== SOURCE DATA
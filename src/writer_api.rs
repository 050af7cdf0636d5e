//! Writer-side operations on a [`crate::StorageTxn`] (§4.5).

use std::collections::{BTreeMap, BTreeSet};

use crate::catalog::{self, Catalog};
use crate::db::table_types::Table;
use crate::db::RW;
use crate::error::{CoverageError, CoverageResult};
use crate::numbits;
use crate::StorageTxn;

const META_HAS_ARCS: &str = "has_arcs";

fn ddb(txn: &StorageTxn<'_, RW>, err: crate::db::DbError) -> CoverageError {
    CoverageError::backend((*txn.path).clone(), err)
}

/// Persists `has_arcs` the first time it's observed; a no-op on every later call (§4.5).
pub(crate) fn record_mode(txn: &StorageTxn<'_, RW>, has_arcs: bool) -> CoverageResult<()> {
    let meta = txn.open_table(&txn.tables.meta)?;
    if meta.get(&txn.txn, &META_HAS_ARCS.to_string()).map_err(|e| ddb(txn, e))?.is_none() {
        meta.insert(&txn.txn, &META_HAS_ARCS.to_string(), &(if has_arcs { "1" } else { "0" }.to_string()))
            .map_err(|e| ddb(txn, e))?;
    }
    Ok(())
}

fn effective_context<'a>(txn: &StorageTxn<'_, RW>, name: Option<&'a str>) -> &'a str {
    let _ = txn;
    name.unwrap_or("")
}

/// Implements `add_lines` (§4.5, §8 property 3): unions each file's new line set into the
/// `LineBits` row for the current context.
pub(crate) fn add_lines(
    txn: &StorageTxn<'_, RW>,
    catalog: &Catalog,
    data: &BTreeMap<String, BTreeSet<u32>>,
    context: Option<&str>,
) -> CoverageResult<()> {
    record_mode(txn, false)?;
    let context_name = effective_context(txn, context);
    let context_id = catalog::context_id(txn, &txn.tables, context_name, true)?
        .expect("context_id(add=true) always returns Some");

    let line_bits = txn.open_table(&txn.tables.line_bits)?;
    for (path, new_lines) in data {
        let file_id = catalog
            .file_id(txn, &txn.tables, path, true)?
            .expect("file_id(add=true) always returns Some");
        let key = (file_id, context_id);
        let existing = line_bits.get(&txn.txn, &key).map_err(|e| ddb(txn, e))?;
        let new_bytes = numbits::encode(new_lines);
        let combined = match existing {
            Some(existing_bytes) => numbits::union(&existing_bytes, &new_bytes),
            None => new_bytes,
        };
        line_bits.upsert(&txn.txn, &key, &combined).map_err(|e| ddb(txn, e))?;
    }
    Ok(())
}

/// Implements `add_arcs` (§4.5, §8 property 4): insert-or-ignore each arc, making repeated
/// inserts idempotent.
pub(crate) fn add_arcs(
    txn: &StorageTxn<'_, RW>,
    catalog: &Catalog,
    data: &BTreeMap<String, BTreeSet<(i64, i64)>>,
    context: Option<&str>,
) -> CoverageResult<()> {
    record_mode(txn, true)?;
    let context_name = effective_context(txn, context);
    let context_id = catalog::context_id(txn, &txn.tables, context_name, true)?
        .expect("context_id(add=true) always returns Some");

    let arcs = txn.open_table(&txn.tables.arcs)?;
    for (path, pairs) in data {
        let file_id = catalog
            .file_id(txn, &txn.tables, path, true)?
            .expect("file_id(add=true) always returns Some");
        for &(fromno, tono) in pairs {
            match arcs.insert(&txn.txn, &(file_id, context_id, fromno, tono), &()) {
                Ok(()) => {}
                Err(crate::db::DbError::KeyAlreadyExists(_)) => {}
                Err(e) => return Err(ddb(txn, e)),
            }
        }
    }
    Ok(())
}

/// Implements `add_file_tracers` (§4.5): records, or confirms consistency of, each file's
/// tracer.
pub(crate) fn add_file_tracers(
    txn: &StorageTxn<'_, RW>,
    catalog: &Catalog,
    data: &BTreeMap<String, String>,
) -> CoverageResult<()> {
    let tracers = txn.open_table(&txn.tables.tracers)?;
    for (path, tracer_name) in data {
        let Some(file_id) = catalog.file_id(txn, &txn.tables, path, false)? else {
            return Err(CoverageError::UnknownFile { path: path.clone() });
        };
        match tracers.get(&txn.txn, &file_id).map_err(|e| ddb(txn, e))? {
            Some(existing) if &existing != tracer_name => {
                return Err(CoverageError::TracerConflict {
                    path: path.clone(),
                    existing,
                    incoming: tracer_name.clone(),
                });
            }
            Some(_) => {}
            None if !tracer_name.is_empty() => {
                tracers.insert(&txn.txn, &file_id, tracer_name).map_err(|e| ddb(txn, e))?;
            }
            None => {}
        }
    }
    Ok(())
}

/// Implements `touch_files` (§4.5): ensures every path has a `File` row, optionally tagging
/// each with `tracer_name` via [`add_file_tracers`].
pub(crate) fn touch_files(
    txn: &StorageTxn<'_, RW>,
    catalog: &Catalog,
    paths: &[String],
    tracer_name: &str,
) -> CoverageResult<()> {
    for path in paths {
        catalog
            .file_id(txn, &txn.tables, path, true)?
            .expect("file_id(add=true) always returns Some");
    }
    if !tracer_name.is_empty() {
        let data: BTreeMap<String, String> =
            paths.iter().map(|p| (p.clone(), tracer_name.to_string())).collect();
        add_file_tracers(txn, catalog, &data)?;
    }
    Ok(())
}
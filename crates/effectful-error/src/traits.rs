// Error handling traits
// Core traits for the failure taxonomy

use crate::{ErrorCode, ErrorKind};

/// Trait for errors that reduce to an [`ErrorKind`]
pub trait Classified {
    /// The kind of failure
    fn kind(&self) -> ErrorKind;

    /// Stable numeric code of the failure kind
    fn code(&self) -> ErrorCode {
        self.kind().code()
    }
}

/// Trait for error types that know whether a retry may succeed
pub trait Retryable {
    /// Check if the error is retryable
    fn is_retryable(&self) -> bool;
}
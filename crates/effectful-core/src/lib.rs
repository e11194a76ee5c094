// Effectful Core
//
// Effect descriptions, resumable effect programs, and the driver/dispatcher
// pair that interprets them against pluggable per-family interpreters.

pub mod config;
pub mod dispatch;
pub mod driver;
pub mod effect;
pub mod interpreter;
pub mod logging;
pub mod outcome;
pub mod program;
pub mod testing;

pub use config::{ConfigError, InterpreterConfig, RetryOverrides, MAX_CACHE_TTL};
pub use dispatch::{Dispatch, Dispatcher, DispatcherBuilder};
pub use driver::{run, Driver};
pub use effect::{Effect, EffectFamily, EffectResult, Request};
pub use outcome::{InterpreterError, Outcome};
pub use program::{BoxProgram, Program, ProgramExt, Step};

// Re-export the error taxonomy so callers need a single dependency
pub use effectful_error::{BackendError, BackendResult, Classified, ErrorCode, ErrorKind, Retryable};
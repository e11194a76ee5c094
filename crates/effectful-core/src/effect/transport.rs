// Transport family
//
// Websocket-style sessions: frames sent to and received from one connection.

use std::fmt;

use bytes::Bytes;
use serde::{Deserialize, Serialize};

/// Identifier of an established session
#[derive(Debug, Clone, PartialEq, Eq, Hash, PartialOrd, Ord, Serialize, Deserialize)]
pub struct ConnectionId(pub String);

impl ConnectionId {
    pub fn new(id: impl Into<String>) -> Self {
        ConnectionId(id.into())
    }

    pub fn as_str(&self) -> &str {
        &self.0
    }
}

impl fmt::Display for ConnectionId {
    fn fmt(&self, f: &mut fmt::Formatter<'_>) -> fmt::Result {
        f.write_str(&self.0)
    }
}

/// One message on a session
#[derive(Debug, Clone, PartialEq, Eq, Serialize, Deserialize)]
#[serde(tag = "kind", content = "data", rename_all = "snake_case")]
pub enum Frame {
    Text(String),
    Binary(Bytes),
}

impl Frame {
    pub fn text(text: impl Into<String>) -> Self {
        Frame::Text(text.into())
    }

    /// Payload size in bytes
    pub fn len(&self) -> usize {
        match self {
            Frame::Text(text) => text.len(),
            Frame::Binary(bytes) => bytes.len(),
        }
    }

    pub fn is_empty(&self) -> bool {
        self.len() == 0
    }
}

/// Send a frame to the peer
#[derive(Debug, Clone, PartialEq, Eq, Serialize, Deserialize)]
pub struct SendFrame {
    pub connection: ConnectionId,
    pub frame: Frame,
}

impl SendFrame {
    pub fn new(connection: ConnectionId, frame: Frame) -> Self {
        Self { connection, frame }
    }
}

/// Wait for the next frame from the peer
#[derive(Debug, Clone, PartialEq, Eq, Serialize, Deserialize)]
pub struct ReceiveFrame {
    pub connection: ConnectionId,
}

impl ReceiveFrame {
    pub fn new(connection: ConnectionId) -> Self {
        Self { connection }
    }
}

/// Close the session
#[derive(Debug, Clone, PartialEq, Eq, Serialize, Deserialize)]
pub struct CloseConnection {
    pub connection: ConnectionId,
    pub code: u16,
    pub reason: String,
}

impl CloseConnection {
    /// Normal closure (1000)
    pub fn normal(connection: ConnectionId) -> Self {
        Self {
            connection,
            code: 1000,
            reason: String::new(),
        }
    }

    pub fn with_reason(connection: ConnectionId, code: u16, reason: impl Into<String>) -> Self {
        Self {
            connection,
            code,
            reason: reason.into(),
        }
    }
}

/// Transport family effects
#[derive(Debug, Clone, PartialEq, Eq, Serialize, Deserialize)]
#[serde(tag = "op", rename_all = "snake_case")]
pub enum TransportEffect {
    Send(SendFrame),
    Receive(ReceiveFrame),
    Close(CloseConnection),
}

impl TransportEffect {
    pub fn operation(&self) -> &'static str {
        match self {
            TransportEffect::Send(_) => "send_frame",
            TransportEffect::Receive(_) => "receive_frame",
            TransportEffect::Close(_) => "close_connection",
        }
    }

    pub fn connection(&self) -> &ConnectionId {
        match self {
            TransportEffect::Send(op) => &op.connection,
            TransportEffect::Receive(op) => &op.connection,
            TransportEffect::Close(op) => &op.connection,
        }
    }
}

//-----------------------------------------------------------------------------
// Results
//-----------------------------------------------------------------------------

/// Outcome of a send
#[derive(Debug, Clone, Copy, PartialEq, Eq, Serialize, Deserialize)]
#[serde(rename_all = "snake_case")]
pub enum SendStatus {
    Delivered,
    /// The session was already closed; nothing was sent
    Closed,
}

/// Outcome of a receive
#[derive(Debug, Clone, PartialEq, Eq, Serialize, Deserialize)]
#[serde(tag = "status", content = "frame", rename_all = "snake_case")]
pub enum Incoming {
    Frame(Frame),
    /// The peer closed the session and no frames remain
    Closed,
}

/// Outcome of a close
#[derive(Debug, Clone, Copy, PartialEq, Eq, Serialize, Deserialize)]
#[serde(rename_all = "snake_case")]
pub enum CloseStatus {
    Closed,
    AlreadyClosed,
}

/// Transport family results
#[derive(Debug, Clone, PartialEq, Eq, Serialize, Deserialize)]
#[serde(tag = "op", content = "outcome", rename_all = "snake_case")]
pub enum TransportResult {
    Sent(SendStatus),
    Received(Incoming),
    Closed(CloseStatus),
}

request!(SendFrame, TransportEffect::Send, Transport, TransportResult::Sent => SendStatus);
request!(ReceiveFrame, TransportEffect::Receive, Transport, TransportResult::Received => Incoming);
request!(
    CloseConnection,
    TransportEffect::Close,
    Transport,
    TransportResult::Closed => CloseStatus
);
====
> **DESCRIPTION OF THE TASK**: In the data above, which lines lie between the line with "pub mod config;" and the line with "a single dependency", inclusive? Print those lines exactly and nothing else.

> **THE ANSWER**:
pub mod config;
pub mod dispatch;
pub mod driver;
pub mod effect;
pub mod interpreter;
pub mod logging;
pub mod outcome;
pub mod program;
pub mod testing;

pub use config::{ConfigError, InterpreterConfig, RetryOverrides, MAX_CACHE_TTL};
pub use dispatch::{Dispatch, Dispatcher, DispatcherBuilder};
pub use driver::{run, Driver};
pub use effect::{Effect, EffectFamily, EffectResult, Request};
pub use outcome::{InterpreterError, Outcome};
pub use program::{BoxProgram, Program, ProgramExt, Step};

// Re-export the error taxonomy so callers need a single dependency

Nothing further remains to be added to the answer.